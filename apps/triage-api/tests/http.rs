use std::sync::Arc;

use axum::{
	Router,
	body::{self, Body},
	http::{Request, StatusCode, header},
};
use serde_json::Value;
use tower::util::ServiceExt;

use triage_api::{cors_layer, routes, state::AppState};
use triage_store::PATIENT_FEEDBACK;
use triage_testkit::{MemoryStore, RecordingNotifier, ScriptedCompletion, service, test_config};

fn app(store: Arc<MemoryStore>, completion: ScriptedCompletion) -> (Router, tempfile::TempDir) {
	let dir = tempfile::tempdir().expect("Failed to create temp dir.");
	let service = service(
		test_config(&dir.path().join("cursor")),
		store,
		Arc::new(completion),
		Arc::new(RecordingNotifier::new()),
	);

	(routes::router(AppState::from_service(service)), dir)
}

fn feedback_request(uri: &str, payload: &Value) -> Request<Body> {
	Request::builder()
		.method("POST")
		.uri(uri)
		.header("content-type", "application/json")
		.body(Body::from(payload.to_string()))
		.expect("Failed to build request.")
}

async fn json_body(response: axum::response::Response) -> Value {
	let body = body::to_bytes(response.into_body(), usize::MAX)
		.await
		.expect("Failed to read response body.");

	serde_json::from_slice(&body).expect("Failed to parse response.")
}

#[tokio::test]
async fn health_ok() {
	let (app, _dir) = app(Arc::new(MemoryStore::new()), ScriptedCompletion::new());
	let response = app
		.oneshot(Request::builder().uri("/health").body(Body::empty()).expect("Failed to build request."))
		.await
		.expect("Failed to call /health.");

	assert_eq!(response.status(), StatusCode::OK);
}

#[tokio::test]
async fn chatbot_returns_triage_result() {
	let store = Arc::new(MemoryStore::new());
	let (app, _dir) = app(
		store.clone(),
		ScriptedCompletion::new().summary("Sharp chest pain.").category("symptom").severity(true),
	);
	let payload = serde_json::json!({ "patient_id": 42, "feedback": "Sharp chest pain" });
	let response = app
		.oneshot(feedback_request("/chatbot/", &payload))
		.await
		.expect("Failed to call /chatbot/.");

	assert_eq!(response.status(), StatusCode::OK);

	let json = json_body(response).await;

	assert_eq!(json["success"], true);
	assert_eq!(json["is_severe"], "true");
	assert_eq!(json["feedback_type"], "symptom");
	assert_eq!(json["summary"], "Sharp chest pain.");
	assert_eq!(
		json["assistant_response"],
		"Immediate attention required. Your doctor will be notified."
	);
	assert_eq!(store.writes(PATIENT_FEEDBACK).len(), 1);
}

#[tokio::test]
async fn chatbot_without_trailing_slash_is_routed() {
	let (app, _dir) = app(Arc::new(MemoryStore::new()), ScriptedCompletion::new());
	let payload = serde_json::json!({ "patient_id": 1, "feedback": "my id is 1, feeling dizzy" });
	let response = app
		.oneshot(feedback_request("/chatbot", &payload))
		.await
		.expect("Failed to call /chatbot.");

	assert_eq!(response.status(), StatusCode::OK);

	let json = json_body(response).await;

	assert_eq!(json["is_severe"], "false");
	assert_eq!(json["feedback_type"], "general");
}

#[tokio::test]
async fn store_outage_does_not_fail_the_request() {
	let store = Arc::new(MemoryStore::new());

	store.fail(PATIENT_FEEDBACK);

	let (app, _dir) = app(store, ScriptedCompletion::new().severity(false));
	let payload = serde_json::json!({ "patient_id": 3, "feedback": "Tired" });
	let response = app
		.oneshot(feedback_request("/chatbot/", &payload))
		.await
		.expect("Failed to call /chatbot/.");

	assert_eq!(response.status(), StatusCode::OK);
}

#[tokio::test]
async fn malformed_body_is_rejected() {
	let (app, _dir) = app(Arc::new(MemoryStore::new()), ScriptedCompletion::new());
	let payload = serde_json::json!({ "patient_id": "not a number", "feedback": "x" });
	let response = app
		.oneshot(feedback_request("/chatbot/", &payload))
		.await
		.expect("Failed to call /chatbot/.");

	assert!(response.status().is_client_error());
}

#[tokio::test]
async fn cors_allows_configured_origin() {
	let (app, _dir) = app(Arc::new(MemoryStore::new()), ScriptedCompletion::new());
	let app = app.layer(cors_layer("http://localhost:3000").expect("Failed to build CORS layer."));
	let response = app
		.oneshot(
			Request::builder()
				.uri("/health")
				.header(header::ORIGIN, "http://localhost:3000")
				.body(Body::empty())
				.expect("Failed to build request."),
		)
		.await
		.expect("Failed to call /health.");

	assert_eq!(
		response.headers().get(header::ACCESS_CONTROL_ALLOW_ORIGIN).map(|value| value.as_bytes()),
		Some(b"http://localhost:3000".as_slice())
	);
}

#[test]
fn invalid_origin_is_a_configuration_error() {
	assert!(cors_layer("bad\norigin").is_err());
	assert!(cors_layer("*").is_ok());
}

------------------------------------------------

= To do =
Copy the whole listing out exactly, so that every line matches what is above.

= Solved exercise =
filename apps/triage-api/tests/http.rs
use std::sync::Arc;

use axum::{
	Router,
	body::{self, Body},
	http::{Request, StatusCode, header},
};
use serde_json::Value;
use tower::util::ServiceExt;

use triage_api::{cors_layer, routes, state::AppState};
use triage_store::PATIENT_FEEDBACK;
use triage_testkit::{MemoryStore, RecordingNotifier, ScriptedCompletion, service, test_config};

fn app(store: Arc<MemoryStore>, completion: ScriptedCompletion) -> (Router, tempfile::TempDir) {
	let dir = tempfile::tempdir().expect("Failed to create temp dir.");
	let service = service(
		test_config(&dir.path().join("cursor")),
		store,
		Arc::new(completion),
		Arc::new(RecordingNotifier::new()),
	);

	(routes::router(AppState::from_service(service)), dir)
}

fn feedback_request(uri: &str, payload: &Value) -> Request<Body> {
	Request::builder()
		.method("POST")
		.uri(uri)
		.header("content-type", "application/json")
		.body(Body::from(payload.to_string()))
		.expect("Failed to build request.")
}

async fn json_body(response: axum::response::Response) -> Value {
	let body = body::to_bytes(response.into_body(), usize::MAX)
		.await
		.expect("Failed to read response body.");

	serde_json::from_slice(&body).expect("Failed to parse response.")
}

#[tokio::test]
async fn health_ok() {
	let (app, _dir) = app(Arc::new(MemoryStore::new()), ScriptedCompletion::new());
	let response = app
		.oneshot(Request::builder().uri("/health").body(Body::empty()).expect("Failed to build request."))
		.await
		.expect("Failed to call /health.");

	assert_eq!(response.status(), StatusCode::OK);
}

#[tokio::test]
async fn chatbot_returns_triage_result() {
	let store = Arc::new(MemoryStore::new());
	let (app, _dir) = app(
		store.clone(),
		ScriptedCompletion::new().summary("Sharp chest pain.").category("symptom").severity(true),
	);
	let payload = serde_json::json!({ "patient_id": 42, "feedback": "Sharp chest pain" });
	let response = app
		.oneshot(feedback_request("/chatbot/", &payload))
		.await
		.expect("Failed to call /chatbot/.");

	assert_eq!(response.status(), StatusCode::OK);

	let json = json_body(response).await;

	assert_eq!(json["success"], true);
	assert_eq!(json["is_severe"], "true");
	assert_eq!(json["feedback_type"], "symptom");
	assert_eq!(json["summary"], "Sharp chest pain.");
	assert_eq!(
		json["assistant_response"],
		"Immediate attention required. Your doctor will be notified."
	);
	assert_eq!(store.writes(PATIENT_FEEDBACK).len(), 1);
}

#[tokio::test]
async fn chatbot_without_trailing_slash_is_routed() {
	let (app, _dir) = app(Arc::new(MemoryStore::new()), ScriptedCompletion::new());
	let payload = serde_json::json!({ "patient_id": 1, "feedback": "my id is 1, feeling dizzy" });
	let response = app
		.oneshot(feedback_request("/chatbot", &payload))
		.await
		.expect("Failed to call /chatbot.");

	assert_eq!(response.status(), StatusCode::OK);

	let json = json_body(response).await;

	assert_eq!(json["is_severe"], "false");
	assert_eq!(json["feedback_type"], "general");
}

#[tokio::test]
async fn store_outage_does_not_fail_the_request() {
	let store = Arc::new(MemoryStore::new());

	store.fail(PATIENT_FEEDBACK);

	let (app, _dir) = app(store, ScriptedCompletion::new().severity(false));
	let payload = serde_json::json!({ "patient_id": 3, "feedback": "Tired" });
	let response = app
		.oneshot(feedback_request("/chatbot/", &payload))
		.await
		.expect("Failed to call /chatbot/.");

	assert_eq!(response.status(), StatusCode::OK);
}

#[tokio::test]
async fn malformed_body_is_rejected() {
	let (app, _dir) = app(Arc::new(MemoryStore::new()), ScriptedCompletion::new());
	let payload = serde_json::json!({ "patient_id": "not a number", "feedback": "x" });
	let response = app
		.oneshot(feedback_request("/chatbot/", &payload))
		.await
		.expect("Failed to call /chatbot/.");

	assert!(response.status().is_client_error());
}

#[tokio::test]
async fn cors_allows_configured_origin() {
	let (app, _dir) = app(Arc::new(MemoryStore::new()), ScriptedCompletion::new());
	let app = app.layer(cors_layer("http://localhost:3000").expect("Failed to build CORS layer."));
	let response = app
		.oneshot(
			Request::builder()
				.uri("/health")
				.header(header::ORIGIN, "http://localhost:3000")
				.body(Body::empty())
				.expect("Failed to build request."),
		)
		.await
		.expect("Failed to call /health.");

	assert_eq!(
		response.headers().get(header::ACCESS_CONTROL_ALLOW_ORIGIN).map(|value| value.as_bytes()),
		Some(b"http://localhost:3000".as_slice())
	);
}

#[test]
fn invalid_origin_is_a_configuration_error() {
	assert!(cors_layer("bad\norigin").is_err());
	assert!(cors_layer("*").is_ok());
}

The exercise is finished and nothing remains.